Better Late Than Never? We'll Seeby Roy Winston | Published: Oct 23, '09 |
I took off this week and decided not to play the WPT event at Bellagio. Of course now that it’s going on I wish I was there playing. I have been talking with a bunch of friends who are playing and periodically reading the updates and have a few observations. I think allowing players to register late for events is the usual and customary at the Bellagio and this time allowing players to register the second day until 5pm is a little out there but I applaud Jack in trying something new.
What I think would be even better and they have done at Aussie Millions and Borgata, where there are two first start days and you can buy in on the second day after being knocked out on day one. A criticism of this is that those who start day one might play more aggressively knowing they can start again the next day. I say so what. If they want to play bad the first day I love it. It will make for a bigger prize pool, which is always nice.
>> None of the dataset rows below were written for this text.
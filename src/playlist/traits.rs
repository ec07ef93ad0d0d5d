// Collaborator traits: network source, page mount, failure sink

use async_trait::async_trait;

use super::errors::{PlaylistError, Result};
use super::models::{ParamValue, RawItem};
use super::widget::PlaylistWidget;

/// Network client capability: fetch the raw records of one playlist
#[async_trait]
pub trait PlaylistSource: Send + Sync {
    /// Name of the source (for logging)
    fn name(&self) -> &'static str;

    /// Fetch the playlist items, in API order
    async fn fetch(
        &self,
        playlist_id: &str,
        max_results: &ParamValue,
        api_key: &str,
    ) -> Result<Vec<RawItem>>;
}

/// Page-mounting capability: one place on the page a widget can live
pub trait MountPoint: Send + Sync {
    /// Playlist identifier carried by the mount (`data-playlist`)
    fn playlist_id(&self) -> Option<String>;

    /// Insert the finished widget; the mount owns it from now on
    fn attach(&self, widget: PlaylistWidget);
}

/// Observability sink for pipeline failures
pub trait FailureSink: Send + Sync {
    fn report(&self, playlist_id: &str, error: &PlaylistError);
}

/// Default sink: forwards failures to `tracing`
#[derive(Debug, Clone, Copy, Default)]
pub struct TracingSink;

impl FailureSink for TracingSink {
    fn report(&self, playlist_id: &str, error: &PlaylistError) {
        tracing::error!(
            playlist_id,
            network = error.is_network_failure(),
            "[Playlist] pipeline failed: {}",
            error
        );
    }
}
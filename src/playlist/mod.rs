// Playlist module - fetch, render and selection state for embedded playlists

pub mod controller;
pub mod errors;
pub mod fetcher;
pub mod host;
pub mod html;
pub mod models;
pub mod query;
pub mod render;
pub mod traits;
pub mod widget;

pub use controller::{embed_url, ControllerState, Selection, SelectionController};
pub use errors::{PlaylistError, Result};
pub use fetcher::{ClientConfig, YouTubeApiClient};
pub use host::{mount_playlists, InitReport, PlaylistConfig, PlaylistModule};
pub use models::{ParamValue, PlayerOptions, PlaylistItem, RawItem};
pub use render::{ListEntry, ViewModel};
pub use traits::{FailureSink, MountPoint, PlaylistSource, TracingSink};
pub use widget::PlaylistWidget;
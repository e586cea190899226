//! # Error Types
//!
//! All operations return [`Result<T, VaultError>`](VaultError). The variants
//! map one-to-one onto the observable failure modes of the engine and the
//! storage layer; nothing is retried internally, since a cryptographic
//! mismatch or a corrupted stream cannot succeed without external correction.

use crate::cipher::CipherAlg;
use thiserror::Error;

/// The error type for all file-vault operations.
#[derive(Error, Debug)]
pub enum VaultError {
    /// The supplied key does not match the cipher's required length.
    ///
    /// Raised at configuration time, before any I/O happens.
    #[error("invalid key length for {cipher}: expected {expected} bytes, got {actual}")]
    InvalidKeyLength {
        cipher: CipherAlg,
        expected: usize,
        actual: usize,
    },

    /// The source location could not be opened for reading.
    #[error("source unavailable: {0}")]
    SourceUnavailable(#[source] std::io::Error),

    /// The destination location could not be opened for writing.
    #[error("destination unavailable: {0}")]
    DestinationUnavailable(#[source] std::io::Error),

    /// Ciphertext ended before a full initialization vector could be read.
    #[error("ciphertext shorter than one initialization vector")]
    TruncatedInput,

    /// Ciphertext length (after the IV) is not a multiple of the block size.
    #[error("ciphertext length is not block-aligned")]
    MalformedCiphertext,

    /// The final block's PKCS#7 padding is invalid.
    ///
    /// Typically indicates a wrong key/cipher or corrupted data.
    #[error("invalid padding in final block")]
    PaddingError,

    /// A write to the destination stream failed mid-operation.
    ///
    /// The destination may contain partial ciphertext or plaintext; cleanup
    /// is the caller's responsibility.
    #[error("write to destination failed: {0}")]
    WriteFailure(#[source] std::io::Error),

    /// A read from the source stream failed mid-operation.
    #[error("I/O error: {0}")]
    Io(#[from] std::io::Error),

    /// The operating system RNG failed to produce random bytes.
    #[error("system RNG failure: {0}")]
    Rng(String),

    /// The operation was cancelled between chunk iterations.
    #[error("operation cancelled")]
    Cancelled,
}
// src/cipher/context.rs

//! CBC chaining contexts over the RustCrypto AES block ciphers.
//!
//! CBC is chained by hand (XOR-then-encrypt, decrypt-then-XOR) rather than
//! through a mode crate: the stream loops need to encrypt intermediate chunks
//! without padding while carrying the chaining block across chunk boundaries,
//! and to defer padding removal until end-of-input. Both contexts therefore
//! operate on block-aligned buffers in place and keep the previous ciphertext
//! block as their only state.

use crate::cipher::{CipherConfig, KeyMaterial};
use crate::consts::BLOCK_SIZE;
use crate::utils::xor_blocks;
use aes::cipher::{BlockDecrypt, BlockEncrypt, KeyInit};
use aes::{Aes128Dec, Aes128Enc, Aes256Dec, Aes256Enc, Block as AesBlock};

enum BlockEnc {
    Aes128(Aes128Enc),
    Aes256(Aes256Enc),
}

impl BlockEnc {
    #[inline(always)]
    fn encrypt_block(&self, block: &mut AesBlock) {
        match self {
            BlockEnc::Aes128(cipher) => cipher.encrypt_block(block),
            BlockEnc::Aes256(cipher) => cipher.encrypt_block(block),
        }
    }
}

enum BlockDec {
    Aes128(Aes128Dec),
    Aes256(Aes256Dec),
}

impl BlockDec {
    #[inline(always)]
    fn decrypt_block(&self, block: &mut AesBlock) {
        match self {
            BlockDec::Aes128(cipher) => cipher.decrypt_block(block),
            BlockDec::Aes256(cipher) => cipher.decrypt_block(block),
        }
    }
}

/// CBC encryption context: block cipher plus the previous ciphertext block.
pub(crate) struct CbcEncrypter {
    cipher: BlockEnc,
    prev: [u8; BLOCK_SIZE],
}

impl CbcEncrypter {
    pub(crate) fn new(config: &CipherConfig, iv: &[u8; BLOCK_SIZE]) -> Self {
        let cipher = match &config.key {
            KeyMaterial::Aes128(key) => BlockEnc::Aes128(Aes128Enc::new(key.into())),
            KeyMaterial::Aes256(key) => BlockEnc::Aes256(Aes256Enc::new(key.into())),
        };
        Self { cipher, prev: *iv }
    }

    /// Encrypts `buf` in place. `buf.len()` must be a multiple of the block
    /// size; the stream loop guarantees this for every chunk it feeds in.
    pub(crate) fn process(&mut self, buf: &mut [u8]) {
        debug_assert_eq!(buf.len() % BLOCK_SIZE, 0);

        for chunk in buf.chunks_exact_mut(BLOCK_SIZE) {
            let mut xored = [0u8; BLOCK_SIZE];
            xor_blocks(chunk, &self.prev, &mut xored);

            let mut block = AesBlock::from(xored);
            self.cipher.encrypt_block(&mut block);

            chunk.copy_from_slice(block.as_slice());
            self.prev.copy_from_slice(chunk);
        }
    }
}

/// CBC decryption context, the mirror image of [`CbcEncrypter`].
pub(crate) struct CbcDecrypter {
    cipher: BlockDec,
    prev: [u8; BLOCK_SIZE],
}

impl CbcDecrypter {
    pub(crate) fn new(config: &CipherConfig, iv: &[u8; BLOCK_SIZE]) -> Self {
        let cipher = match &config.key {
            KeyMaterial::Aes128(key) => BlockDec::Aes128(Aes128Dec::new(key.into())),
            KeyMaterial::Aes256(key) => BlockDec::Aes256(Aes256Dec::new(key.into())),
        };
        Self { cipher, prev: *iv }
    }

    /// Decrypts `buf` in place without touching padding. `buf.len()` must be
    /// a multiple of the block size.
    pub(crate) fn process(&mut self, buf: &mut [u8]) {
        debug_assert_eq!(buf.len() % BLOCK_SIZE, 0);

        for chunk in buf.chunks_exact_mut(BLOCK_SIZE) {
            let mut saved = [0u8; BLOCK_SIZE];
            saved.copy_from_slice(chunk);

            let mut block = AesBlock::from(saved);
            self.cipher.decrypt_block(&mut block);

            xor_blocks(block.as_slice(), &self.prev, chunk);
            self.prev = saved;
        }
    }
}

#[cfg(test)]
mod tests {
    use super::*;
    use crate::cipher::CipherAlg;

    #[test]
    fn block_roundtrip_preserves_chaining() {
        let config = CipherConfig::new(&[0x42u8; 32], CipherAlg::Aes256Cbc).unwrap();
        let iv = [7u8; 16];
        let plaintext: Vec<u8> = (0..96u8).collect();

        // Encrypt in one pass, decrypt in three — the chaining state must
        // carry across process() calls identically either way.
        let mut buf = plaintext.clone();
        let mut enc = CbcEncrypter::new(&config, &iv);
        enc.process(&mut buf);
        assert_ne!(buf, plaintext);

        let mut dec = CbcDecrypter::new(&config, &iv);
        dec.process(&mut buf[..32]);
        dec.process(&mut buf[32..48]);
        dec.process(&mut buf[48..]);
        assert_eq!(buf, plaintext);
    }

    #[test]
    fn identical_blocks_chain_to_distinct_ciphertext() {
        let config = CipherConfig::new(&[9u8; 16], CipherAlg::Aes128Cbc).unwrap();
        let mut buf = [0u8; 48];
        let mut enc = CbcEncrypter::new(&config, &[0u8; 16]);
        enc.process(&mut buf);
        assert_ne!(buf[..16], buf[16..32]);
        assert_ne!(buf[16..32], buf[32..48]);
    }
}
// src/storage/local.rs

//! Local filesystem backend.

use crate::error::VaultError;
use crate::storage::StorageDisk;
use std::fs::File;
use std::io::BufWriter;
use std::path::{Path, PathBuf};
use tracing::trace;

/// A [`StorageDisk`] rooted at a directory; locations are paths relative to
/// that root.
#[derive(Clone, Debug)]
pub struct LocalDisk {
    root: PathBuf,
}

impl LocalDisk {
    pub fn new(root: impl Into<PathBuf>) -> Self {
        Self { root: root.into() }
    }

    /// Absolute path of a location on this disk.
    pub fn path(&self, location: &str) -> PathBuf {
        self.root.join(location)
    }

    pub fn root(&self) -> &Path {
        &self.root
    }
}

impl StorageDisk for LocalDisk {
    type Reader = File;
    type Writer = BufWriter<File>;

    fn open_read(&self, location: &str) -> Result<Self::Reader, VaultError> {
        let path = self.path(location);
        trace!(path = %path.display(), "open_read");
        File::open(path).map_err(VaultError::SourceUnavailable)
    }

    fn open_write(&self, location: &str) -> Result<Self::Writer, VaultError> {
        let path = self.path(location);
        trace!(path = %path.display(), "open_write");
        File::create(path)
            .map(BufWriter::new)
            .map_err(VaultError::DestinationUnavailable)
    }

    fn delete(&self, location: &str) -> std::io::Result<()> {
        std::fs::remove_file(self.path(location))
    }
}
If you are afraid of facing the same player twice well then why play at all? Maybe I’m missing something here, but what’s the downside? At this last Borgata deep stack they had almost half the players that busted day one re-buy the following day. The added benefit of this will be an incentive to play day one, which is typically the smallest turn out day in multi-day start tournaments.
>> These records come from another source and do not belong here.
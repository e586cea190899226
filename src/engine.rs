//! # Cipher engine
//!
//! [`CipherEngine`] bundles a [`CipherConfig`] with the I/O knobs of the
//! stream transfer loop: chunk size and an optional cancellation token. It
//! has no other state — every operation is independent, synchronous, and
//! re-entrant, so one engine may be shared across threads for use against
//! independent stream pairs.

use crate::cipher::CipherConfig;
use crate::consts::{BLOCK_SIZE, DEFAULT_CHUNK_SIZE};
use crate::error::VaultError;
use crate::{decryptor, encryptor};
use std::io::{Read, Write};
use std::sync::atomic::{AtomicBool, Ordering};
use std::sync::Arc;

/// A cloneable flag for cancelling an in-flight operation.
///
/// The stream loops check the token between chunk iterations; a cancelled
/// operation fails with [`VaultError::Cancelled`] without reading further.
/// Already-written destination bytes are not rolled back.
#[derive(Clone, Debug, Default)]
pub struct CancelToken(Arc<AtomicBool>);

impl CancelToken {
    pub fn new() -> Self {
        Self::default()
    }

    /// Requests cancellation. Idempotent; takes effect at the next chunk
    /// boundary.
    pub fn cancel(&self) {
        self.0.store(true, Ordering::Relaxed);
    }

    pub fn is_cancelled(&self) -> bool {
        self.0.load(Ordering::Relaxed)
    }
}

/// The streaming file cipher engine.
///
/// ```no_run
/// use filevault_rs::{CipherAlg, CipherConfig, CipherEngine, generate_key};
/// # fn main() -> Result<(), filevault_rs::VaultError> {
/// let key = generate_key(CipherAlg::Aes256Cbc)?;
/// let engine = CipherEngine::new(CipherConfig::new(&key, CipherAlg::Aes256Cbc)?);
///
/// let source = std::fs::File::open("report.pdf")?;
/// let dest = std::fs::File::create("report.pdf.enc")?;
/// engine.encrypt(source, dest)?;
/// # Ok(())
/// # }
/// ```
pub struct CipherEngine {
    config: CipherConfig,
    chunk_size: usize,
    cancel: Option<CancelToken>,
}

impl CipherEngine {
    /// Creates an engine with the default 1 MiB chunk size and no
    /// cancellation token.
    pub fn new(config: CipherConfig) -> Self {
        Self {
            config,
            chunk_size: DEFAULT_CHUNK_SIZE,
            cancel: None,
        }
    }

    /// Overrides the stream-loop chunk size.
    ///
    /// Chunk size is an I/O granularity parameter only — output bytes are
    /// identical for any valid value.
    ///
    /// # Panics (by contract)
    ///
    /// Panics if `chunk_size` is zero or not a multiple of the 16-byte block
    /// size, which would break chaining continuity across chunk boundaries.
    pub fn with_chunk_size(mut self, chunk_size: usize) -> Self {
        assert!(
            chunk_size != 0 && chunk_size % BLOCK_SIZE == 0,
            "chunk size must be a non-zero multiple of {BLOCK_SIZE}"
        );
        self.chunk_size = chunk_size;
        self
    }

    /// Attaches a cancellation token checked between chunk iterations.
    pub fn with_cancel_token(mut self, token: CancelToken) -> Self {
        self.cancel = Some(token);
        self
    }

    /// The configuration this engine operates with.
    pub fn config(&self) -> &CipherConfig {
        &self.config
    }

    /// Encrypts `source` into `dest`: a fresh random IV followed by the CBC
    /// ciphertext, PKCS#7-padded on the final block.
    pub fn encrypt<R: Read, W: Write>(&self, mut source: R, mut dest: W) -> Result<(), VaultError> {
        encryptor::stream::encrypt_stream(
            &self.config,
            &mut source,
            &mut dest,
            self.chunk_size,
            self.cancel.as_ref(),
        )
    }

    /// Decrypts `source` (IV-prefixed CBC ciphertext) into `dest`.
    ///
    /// `dest` may be any live output sink; the engine only appends and never
    /// seeks, truncates, or reopens it.
    pub fn decrypt<R: Read, W: Write>(&self, mut source: R, mut dest: W) -> Result<(), VaultError> {
        decryptor::stream::decrypt_stream(
            &self.config,
            &mut source,
            &mut dest,
            self.chunk_size,
            self.cancel.as_ref(),
        )
    }
}
//! tests/common.rs
//! Shared constants and helpers for the integration tests.

use filevault_rs::{CipherAlg, CipherConfig};

/// All-zero AES-256 key used by the format examples.
#[allow(dead_code)] // Used across multiple test files
pub const ZERO_KEY_256: [u8; 32] = [0u8; 32];

#[allow(dead_code)] // Used across multiple test files
pub fn config_256() -> CipherConfig {
    CipherConfig::new(&[0x42u8; 32], CipherAlg::Aes256Cbc).unwrap()
}

#[allow(dead_code)] // Used across multiple test files
pub fn config_128() -> CipherConfig {
    CipherConfig::new(&[0x42u8; 16], CipherAlg::Aes128Cbc).unwrap()
}

/// Deterministic non-trivial plaintext of a given length.
#[allow(dead_code)] // Used across multiple test files
pub fn patterned(len: usize) -> Vec<u8> {
    (0..len).map(|i| (i % 251) as u8).collect()
}
// src/decryptor/mod.rs

//! High-level decryption facade.
//!
//! Core API: `decrypt(&config, source, dest)?` with default stream settings.
//! The one-chunk-lag loop lives in [`stream`].

pub(crate) mod stream;

use crate::cipher::CipherConfig;
use crate::consts::DEFAULT_CHUNK_SIZE;
use crate::error::VaultError;
use std::io::{Read, Write};

/// Decrypts `source` (IV-prefixed CBC ciphertext) into `dest` with the
/// default chunk size.
///
/// `dest` only needs to support appending writes — decrypting into a live
/// output sink such as a response body works the same as into a file.
pub fn decrypt<R: Read, W: Write>(
    config: &CipherConfig,
    mut source: R,
    mut dest: W,
) -> Result<(), VaultError> {
    stream::decrypt_stream(config, &mut source, &mut dest, DEFAULT_CHUNK_SIZE, None)
}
Allowing players to buy in the second day of play up until midway through that day has created an interesting situation. Of the 275 total players, 30 registered the second day and at the end of that day 10 of those 30 survived which is slightly below the average but not statistically significant. What is really interesting is that Kenny Tran and Phil Hellmuth lasted only minutes after they’re uber-late buy in. None of the 30 are currently high up on the leader board, but there is still a long way to go. Would top competitors in other sports have this type of attitude, you be the judge. I will re-visit this in a couple of days to see how they latecomers fared.
On a side note, I found it odd that Daniel Negreanu omitted me from his WPT stats, when my per event average earnings was only slightly less than his, and I would have made the top ten list. Maybe it was because I have only 27 WPT events and he felt that was not enough to be counted. With Barry Greenstein playing the most, 93 events, and almost 4,000 playing at least twice, 27 events put me 192nd in starts and 10th in over all cash per start. Maybe I was omitted because I have never played a Catholic Priest heads up on national TV? It just struck me as a little odd.